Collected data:

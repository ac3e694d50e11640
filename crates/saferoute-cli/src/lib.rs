//! SafeRoute CLI - command line front end for the route planner.
//!
//! Binaries:
//! - plan_route: fastest or secure route between two named places
//! - list_catalog: bundled locations and hazard zones
//! - hazard_check: proximity alerts around a coordinate

pub mod config;
pub mod report;

pub use config::{init_tracing, Config, LogFormat};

Directions: Each entry shown above should be copied out exactly.

Answer box:
repository ac3e694d50e11640
filename crates/saferoute-cli/src/lib.rs
//! SafeRoute CLI - command line front end for the route planner.
//!
//! Binaries:
//! - plan_route: fastest or secure route between two named places
//! - list_catalog: bundled locations and hazard zones
//! - hazard_check: proximity alerts around a coordinate

pub mod config;
pub mod report;

pub use config::{init_tracing, Config, LogFormat};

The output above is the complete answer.